Тачанки Матюхину понравились. Все его соратники тоже не могли скрыть своего удивления и восторга:
— По выправке, молодцеватости и геройскому виду эти бойцы больше похожи на офицеров, чем на солдат!
А Котовский не мог нарадоваться на своих бойцов и командиров. Они вели себя безупречно.
«Комар носа не подточит!» — подумал он, наблюдая, как бойцы строят бессмысленные «солдатские» физиономии, гаркают «здравия желаю», отвечают «так точно», «никак нет», как командиры эскадронов дают самые подходящие ловкие ответы матюхинским комиссарам.
«Пусть не расседлывают коней, — подумал при этом Котовский. Отказаться сесть с нами за стол они уже не могут».
Матюхинцы вернулись со смотра, столпились на улице и все еще выспрашивали, задавали, как им казалось, «коварные» вопросы.
Котовский снова предложил начать заседание. И тогда Эктов громко провозгласил:
— Командиры и комиссары соединяющихся частей! Открываю совещание! Прошу следовать за мной!
15
Котовский, как вежливый хозяин, пропустил «гостей» вперед. В просторной избе за двумя составленными вдоль столами, накрытыми деревенскими скатертями, разместились одиннадцать котовцев и шестнадцать матюхинских начальников.
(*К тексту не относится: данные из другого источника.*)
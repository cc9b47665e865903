//! AI 评分客户端 - 业务能力层
//!
//! 提示词 + 页面快照 → 类别得分。
//!
//! - 传输层错误（超时、连接、限流、5xx）按 [`RetryPolicy`] 退避重试
//! - 回复不符合语法时带纠正指令重试一次
//! - 任何失败都只落到当前类别的结果里，不会向上抛出

use std::sync::Arc;
use std::time::Duration;

use tokio::time::timeout;
use tracing::{debug, warn};

use crate::error::{AppError, AppResult, Stage};
use crate::models::{CategoryPrompt, CategoryResult, PageSnapshot};
use crate::services::llm_service::{ChatMessage, CompletionBackend, CompletionRequest};
use crate::services::reply_parser::{self, ScoredReply, REPLY_GRAMMAR};
use crate::services::retry::RetryPolicy;
use crate::utils::logging::truncate_text;

/// 评分客户端配置
#[derive(Debug, Clone)]
pub struct ScoringSettings {
    pub retry: RetryPolicy,
    /// 单次模型调用超时
    pub call_timeout: Duration,
    pub max_output_tokens: u32,
    /// 快照 JSON 的最大字符数
    pub max_context_chars: usize,
}

impl Default for ScoringSettings {
    fn default() -> Self {
        Self {
            retry: RetryPolicy::default(),
            call_timeout: Duration::from_secs(60),
            max_output_tokens: 1024,
            max_context_chars: 12_000,
        }
    }
}

/// AI 评分客户端
pub struct ScoringClient {
    backend: Arc<dyn CompletionBackend>,
    settings: ScoringSettings,
}

impl ScoringClient {
    pub fn new(backend: Arc<dyn CompletionBackend>, settings: ScoringSettings) -> Self {
        Self { backend, settings }
    }

    /// 对一个类别评分，失败时返回 `failed` 结果
    pub async fn score(&self, prompt: &CategoryPrompt, snapshot: &PageSnapshot) -> CategoryResult {
        match self.try_score(prompt, snapshot).await {
            Ok(reply) => CategoryResult::scored(
                prompt.category,
                Some(prompt.template_id.clone()),
                reply.score,
                reply.max_score,
                reply.issues,
            ),
            Err(e) => {
                warn!("类别 {} 评分失败: {}", prompt.category, e);
                CategoryResult::failed(prompt.category, Some(prompt.template_id.clone()), e.to_string())
            }
        }
    }

    async fn try_score(&self, prompt: &CategoryPrompt, snapshot: &PageSnapshot) -> AppResult<ScoredReply> {
        let mut messages = self.build_messages(prompt, snapshot);

        let reply = self.call_with_retry(prompt, &messages).await?;
        let violation = match reply_parser::parse_reply(&reply) {
            Ok(parsed) => return Ok(parsed),
            Err(e) => e,
        };

        // 只纠正一次
        warn!(
            "类别 {} 的回复未通过校验: {}，回复: {}",
            prompt.category,
            violation,
            truncate_text(&reply, 120)
        );
        messages.push(ChatMessage::assistant(reply));
        messages.push(ChatMessage::user(reply_parser::corrective_instruction(&violation)));

        let second = self.call_with_retry(prompt, &messages).await?;
        reply_parser::parse_reply(&second)
    }

    /// 带超时和退避重试的单次调用
    async fn call_with_retry(&self, prompt: &CategoryPrompt, messages: &[ChatMessage]) -> AppResult<String> {
        let request = CompletionRequest {
            messages: messages.to_vec(),
            max_output_tokens: self.settings.max_output_tokens,
        };
        let request = &request;
        let backend = self.backend.as_ref();
        let label = format!("类别 {} 的模型调用", prompt.category);
        let call_timeout = self.settings.call_timeout;

        self.settings
            .retry
            .run(&label, move |attempt| async move {
                debug!(
                    "调用模型 {} (类别 {}, 第 {} 次)",
                    backend.model_name(),
                    prompt.category,
                    attempt
                );
                match timeout(call_timeout, backend.complete(request)).await {
                    Ok(result) => result,
                    Err(_) => Err(AppError::timeout(Stage::AiCall, call_timeout)),
                }
            })
            .await
    }

    fn build_messages(&self, prompt: &CategoryPrompt, snapshot: &PageSnapshot) -> Vec<ChatMessage> {
        let system = format!(
            "你是一名资深 SEO 审计专家，只根据提供的页面数据评估指定类别。\n{}",
            REPLY_GRAMMAR
        );
        let user = format!(
            "Category: {}\nTemplate: {}\n\n{}\n\n页面数据（JSON）：\n{}",
            prompt.category,
            prompt.template_name,
            prompt.body.trim(),
            snapshot.to_prompt_json(self.settings.max_context_chars)
        );
        vec![ChatMessage::system(system), ChatMessage::user(user)]
    }
}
В помещении было три окна. «Красный угол» до самого потолка был убран иконами. Здесь были и старинные большие образа под стеклом с заложенными под стекло венчальными свечками, и множество маленьких иконок с изображением божьей матери с младенцем, распятого Христа, Николая-угодника с небольшой бородкой. Были тут и лубочные лакированные листы, порядочно засиженные мухами и тараканами, с Серафимом Саровским, с какими-то еще святыми, что видно было по светлым кругам вокруг их голов.